The log will show the exact YAML line that failed to parse. The most common cause is mixing tabs and spaces in the YAML indentation.

Error: “Permission denied” on /var/lib/mongodb

Cause: SELinux context label is wrong, or the directory ownership was changed from mongod:mongod.

Fix: Restore both at once:

sudo chown -R mongod:mongod /var/lib/mongodb
sudo restorecon -Rv /var/lib/mongodb
sudo systemctl restart mongod

Error: “Connection refused” from a Remote Host

Cause: Either firewalld is blocking port 27017, or mongod.conf has bindIp set to 127.0.0.1 only.
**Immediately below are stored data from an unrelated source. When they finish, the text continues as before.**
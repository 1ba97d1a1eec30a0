//! Relations between collections.

use crate::schema::{CollectionSchema, Field};
use std::collections::{BTreeMap, BTreeSet, VecDeque};

/// Cardinality of a relation, seen from its owning collection.
#[derive(Debug, Clone, Copy, PartialEq, Eq)]
pub enum RelationKind {
    /// Many owner rows point at one target row.
    ManyToOne,
    /// One owner row per target row.
    OneToOne,
    /// One owner row is pointed at by many target rows.
    OneToMany,
}

/// A directed relation edge.
#[derive(Debug, Clone, PartialEq, Eq)]
pub struct Relation {
    /// Relation name on the owning collection.
    pub name: String,
    /// Cardinality.
    pub kind: RelationKind,
    /// Collection on the other end.
    pub target: String,
    /// Field holding the foreign key, on whichever side carries it.
    pub foreign_key: String,
}

/// Relations of every collection, derived from leaf references.
#[derive(Debug, Clone, Default)]
pub struct RelationGraph {
    edges: BTreeMap<String, Vec<Relation>>,
}

impl RelationGraph {
    /// Builds the graph from flat collection schemas.
    ///
    /// A referencing leaf gives its collection a `ManyToOne` edge (`OneToOne`
    /// when unique) and the target the inverse `OneToMany` (`OneToOne`).
    #[must_use]
    pub fn from_collections<'a>(schemas: impl IntoIterator<Item = &'a CollectionSchema>) -> Self {
        let mut graph = Self::default();
        for schema in schemas {
            for (field_name, field) in &schema.fields {
                let Field::Leaf(leaf) = field else { continue };
                let Some(reference) = &leaf.reference else {
                    continue;
                };
                let (kind, inverse_kind) = if leaf.unique {
                    (RelationKind::OneToOne, RelationKind::OneToOne)
                } else {
                    (RelationKind::ManyToOne, RelationKind::OneToMany)
                };
                graph.add(
                    &schema.name,
                    Relation {
                        name: reference.relation_name.clone(),
                        kind,
                        target: reference.target_collection.clone(),
                        foreign_key: field_name.clone(),
                    },
                );
                graph.add(
                    &reference.target_collection,
                    Relation {
                        name: reference
                            .inverse_name
                            .clone()
                            .unwrap_or_else(|| format!("{}_{}", schema.name, field_name)),
                        kind: inverse_kind,
                        target: schema.name.clone(),
                        foreign_key: field_name.clone(),
                    },
                );
            }
        }
        graph
    }

    fn add(&mut self, collection: &str, relation: Relation) {
        self.edges
            .entry(collection.to_string())
            .or_default()
            .push(relation);
    }

    /// Relations owned by `collection`.
    pub fn relations(&self, collection: &str) -> &[Relation] {
        self.edges.get(collection).map(Vec::as_slice).unwrap_or(&[])
    }

    /// Collections whose rows a delete in `collection` may affect.
    ///
    /// Follows `ManyToOne` and `OneToOne` edges transitively, visiting each
    /// collection at most once. The result includes `collection` itself.
    pub fn delete_closure(&self, collection: &str) -> BTreeSet<String> {
        let mut visited = BTreeSet::from([collection.to_string()]);
        let mut queue = VecDeque::from([collection.to_string()]);
        while let Some(current) = queue.pop_front() {
            for relation in self.relations(&current) {
                let cascades = matches!(
                    relation.kind,
                    RelationKind::ManyToOne | RelationKind::OneToOne
                );
                if cascades && visited.insert(relation.target.clone()) {
                    queue.push_back(relation.target.clone());
                }
            }
        }
        visited
    }
}

#[cfg(test)]
mod tests {
    use super::*;
    use crate::schema::{FieldMap, LeafField, Reference};
    use replicadb_storage::ColumnType;

    fn collection(name: &str, refs: &[(&str, &str, bool)]) -> CollectionSchema {
        let mut schema = CollectionSchema::new(name, FieldMap::new())
            .with_field("id", LeafField::new(ColumnType::Integer).primary_key());
        for (field, target, unique) in refs {
            let mut leaf = LeafField::new(ColumnType::Integer)
                .with_reference(Reference::new(*field, *target, "id"));
            leaf.unique = *unique;
            schema = schema.with_field(*field, leaf);
        }
        schema
    }

    #[test]
    fn references_create_edges_both_ways() {
        let posts = collection("posts", &[("author", "users", false)]);
        let profiles = collection("profiles", &[("user", "users", true)]);
        let users = collection("users", &[]);
        let graph = RelationGraph::from_collections([&posts, &profiles, &users]);

        assert_eq!(graph.relations("posts")[0].kind, RelationKind::ManyToOne);
        assert_eq!(graph.relations("profiles")[0].kind, RelationKind::OneToOne);

        let inverse: Vec<_> = graph
            .relations("users")
            .iter()
            .map(|r| (r.name.as_str(), r.kind))
            .collect();
        assert_eq!(
            inverse,
            vec![
                ("posts_author", RelationKind::OneToMany),
                ("profiles_user", RelationKind::OneToOne),
            ]
        );
    }

    #[test]
    fn delete_closure_follows_to_one_edges() {
        let comments = collection("comments", &[("post", "posts", false)]);
        let posts = collection("posts", &[("author", "users", false)]);
        let users = collection("users", &[("team", "teams", false)]);
        let teams = collection("teams", &[]);
        let graph = RelationGraph::from_collections([&comments, &posts, &users, &teams]);

        let closure: Vec<_> = graph.delete_closure("comments").into_iter().collect();
        assert_eq!(closure, vec!["comments", "posts", "teams", "users"]);

        // One-to-many edges do not cascade.
        let from_teams: Vec<_> = graph.delete_closure("teams").into_iter().collect();
        assert_eq!(from_teams, vec!["teams"]);
    }

    #[test]
    fn delete_closure_terminates_on_cycles() {
        let a = collection("a", &[("b", "b", false)]);
        let b = collection("b", &[("a", "a", true)]);
        let graph = RelationGraph::from_collections([&a, &b]);
        assert_eq!(graph.delete_closure("a").len(), 2);
    }

    #[test]
    fn unknown_collection_has_no_relations() {
        let graph = RelationGraph::default();
        assert!(graph.relations("nope").is_empty());
        assert_eq!(graph.delete_closure("nope").len(), 1);
    }
}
Fix (firewall): Open the port as shown in Step 6.

Fix (bind address): Edit /etc/mongod.conf and change the network section:

net:
  port: 27017
  bindIp: 0.0.0.0

Use 0.0.0.0 only in trusted network environments. On public servers, specify the exact IP addresses MongoDB should listen on. Restart mongod after any change to mongod.conf.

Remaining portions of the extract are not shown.